ACTIVITY.
When a line in the records contains the string "anchor", copy that line.

Saved data entries:
◆ ◆ ◆ ◆

use chrono::NaiveDate;
use std::sync::Arc;
use tokio::sync::OnceCell;

use research_core::{
    with_retries, AnalystEstimates, AnalystSignals, GradesOverview, PriceTargetSummary,
    RatingSnapshot, RatingTrend, RatingsOverview, TargetConfidence,
};

use crate::FragmentContext;

const RATING_TREND_WINDOW_DAYS: i64 = 30;
const HISTORICAL_RATINGS_LIMIT: usize = 60;
const GRADE_ACTIONS_LIMIT: usize = 20;
const GRADE_COUNT_MONTHS: usize = 12;
const ESTIMATE_QUARTERS: usize = 8;
const ESTIMATE_YEARS: usize = 5;

/// Aggregates the analyst sub-fragments. Concurrent requests for the same
/// ticker collapse onto the first computation.
pub async fn build_analyst_signals(
    ctx: &FragmentContext,
    ticker: &str,
    baseline: NaiveDate,
    today: NaiveDate,
) -> AnalystSignals {
    let cell = ctx
        .analyst_inflight
        .entry(ticker.to_string())
        .or_insert_with(|| Arc::new(OnceCell::new()))
        .clone();
    let signals = cell
        .get_or_init(|| compute_analyst_signals(ctx, ticker, baseline, today))
        .await
        .clone();
    ctx.analyst_inflight.remove(ticker);
    signals
}

async fn compute_analyst_signals(
    ctx: &FragmentContext,
    ticker: &str,
    baseline: NaiveDate,
    today: NaiveDate,
) -> AnalystSignals {
    let aggregate_key = format!("analyst_signals_{ticker}_{baseline}");
    if let Some(cached) = ctx
        .kv
        .read(&aggregate_key, ctx.config.analyst_aggregate_ttl())
        .await
    {
        if let Ok(signals) = serde_json::from_value::<AnalystSignals>(cached) {
            return signals;
        }
    }

    let Some(fmp) = ctx.fmp.clone() else {
        return AnalystSignals::empty_with_error("analyst vendor not configured");
    };

    let extended = (today - baseline).num_days().abs() <= ctx.config.extended_window_days;

    let (price_target, ratings, estimates, grades) = tokio::join!(
        price_target_fragment(ctx, &fmp, ticker),
        ratings_fragment(ctx, &fmp, ticker),
        async {
            if extended {
                estimates_fragment(ctx, &fmp, ticker).await
            } else {
                None
            }
        },
        async {
            if extended {
                grades_fragment(ctx, &fmp, ticker).await
            } else {
                None
            }
        },
    );

    let mut signals = AnalystSignals {
        price_target_summary: price_target,
        estimates,
        ratings,
        grades,
        extended,
        error: None,
    };
    if signals.price_target_summary.is_none()
        && signals.ratings.is_none()
        && signals.estimates.is_none()
        && signals.grades.is_none()
    {
        signals.error = Some("all analyst sub-fragments unavailable".to_string());
    }

    if let Ok(json) = serde_json::to_value(&signals) {
        let _ = ctx.kv.write(&aggregate_key, &json).await;
    }
    signals
}

async fn price_target_fragment(
    ctx: &FragmentContext,
    fmp: &Arc<market_data::FmpClient>,
    ticker: &str,
) -> Option<PriceTargetSummary> {
    let kv_key = format!("analyst_pt_{ticker}");
    if let Some(cached) = ctx
        .kv
        .read(&kv_key, ctx.config.analyst_price_target_ttl())
        .await
    {
        if let Ok(summary) = serde_json::from_value::<PriceTargetSummary>(cached) {
            return Some(summary);
        }
    }

    let result = with_retries(ctx.config.api_retry_attempts, ctx.config.retry_delay(), || {
        fmp.price_target_summary(ticker)
    })
    .await;

    match result {
        Ok(Some(mut summary)) => {
            summary.confidence = Some(target_confidence(
                &summary,
                ctx.config.price_target_sample_threshold,
            ));
            if let Ok(json) = serde_json::to_value(&summary) {
                let _ = ctx.kv.write(&kv_key, &json).await;
            }
            Some(summary)
        }
        Ok(None) => None,
        Err(e) => {
            tracing::warn!("price target fetch failed for {ticker}: {e}");
            None
        }
    }
}

/// `high` iff the most recent window (month → quarter → year) containing at
/// least `sample_threshold` publishers has a non-null average.
pub fn target_confidence(summary: &PriceTargetSummary, sample_threshold: i64) -> TargetConfidence {
    let windows = [
        (summary.last_month_count, summary.last_month_avg),
        (summary.last_quarter_count, summary.last_quarter_avg),
        (summary.last_year_count, summary.last_year_avg),
    ];
    for (count, avg) in windows {
        if count.unwrap_or(0) >= sample_threshold {
            return if avg.is_some() {
                TargetConfidence::High
            } else {
                TargetConfidence::Low
            };
        }
    }
    TargetConfidence::Low
}

async fn ratings_fragment(
    ctx: &FragmentContext,
    fmp: &Arc<market_data::FmpClient>,
    ticker: &str,
) -> Option<RatingsOverview> {
    let kv_key = format!("analyst_ratings_{ticker}");
    if let Some(cached) = ctx
        .kv
        .read(&kv_key, ctx.config.analyst_ratings_ttl())
        .await
    {
        if let Ok(overview) = serde_json::from_value::<RatingsOverview>(cached) {
            return Some(overview);
        }
    }

    let snapshot = with_retries(ctx.config.api_retry_attempts, ctx.config.retry_delay(), || {
        fmp.rating_snapshot(ticker)
    })
    .await;
    let historical = with_retries(ctx.config.api_retry_attempts, ctx.config.retry_delay(), || {
        fmp.historical_ratings(ticker, HISTORICAL_RATINGS_LIMIT)
    })
    .await;

    let (snapshot, historical) = match (snapshot, historical) {
        (Ok(s), Ok(h)) => (s, h),
        (Ok(s), Err(e)) => {
            tracing::warn!("historical ratings failed for {ticker}: {e}");
            (s, Vec::new())
        }
        (Err(e), Ok(h)) => {
            tracing::warn!("rating snapshot failed for {ticker}: {e}");
            (None, h)
        }
        (Err(e), Err(_)) => {
            tracing::warn!("ratings unavailable for {ticker}: {e}");
            return None;
        }
    };

    let (trend, trend_delta) = rating_trend(&historical);
    let overview = RatingsOverview {
        snapshot,
        historical,
        trend,
        trend_delta,
        trend_window_days: RATING_TREND_WINDOW_DAYS,
    };
    if let Ok(json) = serde_json::to_value(&overview) {
        let _ = ctx.kv.write(&kv_key, &json).await;
    }
    Some(overview)
}

/// Trend from the historical series: anchor = first entry at least 30 days
/// older than the latest; sign of (latest − anchor) score.
pub fn rating_trend(historical: &[RatingSnapshot]) -> (Option<RatingTrend>, Option<f64>) {
    match rating_trend_inner(historical) {
        Some((trend, delta)) => (Some(trend), Some(delta)),
        None => (None, None),
    }
}

fn rating_trend_inner(historical: &[RatingSnapshot]) -> Option<(RatingTrend, f64)> {
    let mut sorted: Vec<&RatingSnapshot> = historical.iter().filter(|r| r.date.is_some()).collect();
    sorted.sort_by(|a, b| b.date.cmp(&a.date));

    let latest = sorted.first()?.to_owned();
    let latest_date = latest.date?;
    let anchor = sorted
        .iter()
        .find(|r| {
            r.date
                .map(|d| (latest_date - d).num_days() >= RATING_TREND_WINDOW_DAYS)
                .unwrap_or(false)
        })?
        .to_owned();

    let delta = latest.score? - anchor.score?;
    let trend = if delta > 0.0 {
        RatingTrend::Improving
    } else if delta < 0.0 {
        RatingTrend::Deteriorating
    } else {
        RatingTrend::Stable
    };
    Some((trend, delta))
}

async fn estimates_fragment(
    ctx: &FragmentContext,
    fmp: &Arc<market_data::FmpClient>,
    ticker: &str,
) -> Option<AnalystEstimates> {
    let kv_key = format!("analyst_estimates_{ticker}");
    if let Some(cached) = ctx
        .kv
        .read(&kv_key, ctx.config.analyst_estimates_ttl())
        .await
    {
        if let Ok(estimates) = serde_json::from_value::<AnalystEstimates>(cached) {
            return Some(estimates);
        }
    }

    let (quarterly, annual) = tokio::join!(
        with_retries(ctx.config.api_retry_attempts, ctx.config.retry_delay(), || {
            fmp.analyst_estimates(ticker, "quarter", ESTIMATE_QUARTERS)
        }),
        with_retries(ctx.config.api_retry_attempts, ctx.config.retry_delay(), || {
            fmp.analyst_estimates(ticker, "annual", ESTIMATE_YEARS)
        }),
    );

    let estimates = match (quarterly, annual) {
        (Ok(q), Ok(a)) => AnalystEstimates {
            quarterly: q,
            annual: a,
        },
        (Ok(q), Err(e)) => {
            tracing::warn!("annual estimates failed for {ticker}: {e}");
            AnalystEstimates {
                quarterly: q,
                annual: Vec::new(),
            }
        }
        (Err(e), Ok(a)) => {
            tracing::warn!("quarterly estimates failed for {ticker}: {e}");
            AnalystEstimates {
                quarterly: Vec::new(),
                annual: a,
            }
        }
        (Err(e), Err(_)) => {
            tracing::warn!("estimates unavailable for {ticker}: {e}");
            return None;
        }
    };

    if let Ok(json) = serde_json::to_value(&estimates) {
        let _ = ctx.kv.write(&kv_key, &json).await;
    }
    Some(estimates)
}

async fn grades_fragment(
    ctx: &FragmentContext,
    fmp: &Arc<market_data::FmpClient>,
    ticker: &str,
) -> Option<GradesOverview> {
    let kv_key = format!("analyst_grades_{ticker}");
    if let Some(cached) = ctx
        .kv
        .read(&kv_key, ctx.config.analyst_grades_ttl())
        .await
    {
        if let Ok(grades) = serde_json::from_value::<GradesOverview>(cached) {
            return Some(grades);
        }
    }

    let (actions, counts, consensus) = tokio::join!(
        with_retries(ctx.config.api_retry_attempts, ctx.config.retry_delay(), || {
            fmp.grade_actions(ticker, GRADE_ACTIONS_LIMIT)
        }),
        with_retries(ctx.config.api_retry_attempts, ctx.config.retry_delay(), || {
            fmp.grade_historical_counts(ticker, GRADE_COUNT_MONTHS)
        }),
        with_retries(ctx.config.api_retry_attempts, ctx.config.retry_delay(), || {
            fmp.grade_consensus(ticker)
        }),
    );

    let recent_actions = actions.unwrap_or_else(|e| {
        tracing::warn!("grade actions failed for {ticker}: {e}");
        Vec::new()
    });
    let historical_counts = counts.unwrap_or_else(|e| {
        tracing::warn!("grade counts failed for {ticker}: {e}");
        Vec::new()
    });
    let consensus = consensus.unwrap_or_else(|e| {
        tracing::warn!("grade consensus failed for {ticker}: {e}");
        None
    });

    if recent_actions.is_empty() && historical_counts.is_empty() && consensus.is_none() {
        return None;
    }

    let grades = GradesOverview {
        recent_actions,
        historical_counts,
        consensus,
    };
    if let Ok(json) = serde_json::to_value(&grades) {
        let _ = ctx.kv.write(&kv_key, &json).await;
    }
    Some(grades)
}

◆ ◆ ◆ ◆

COMPLETED TASK.
/// Trend from the historical series: anchor = first entry at least 30 days
/// older than the latest; sign of (latest − anchor) score.
    let anchor = sorted
    let delta = latest.score? - anchor.score?;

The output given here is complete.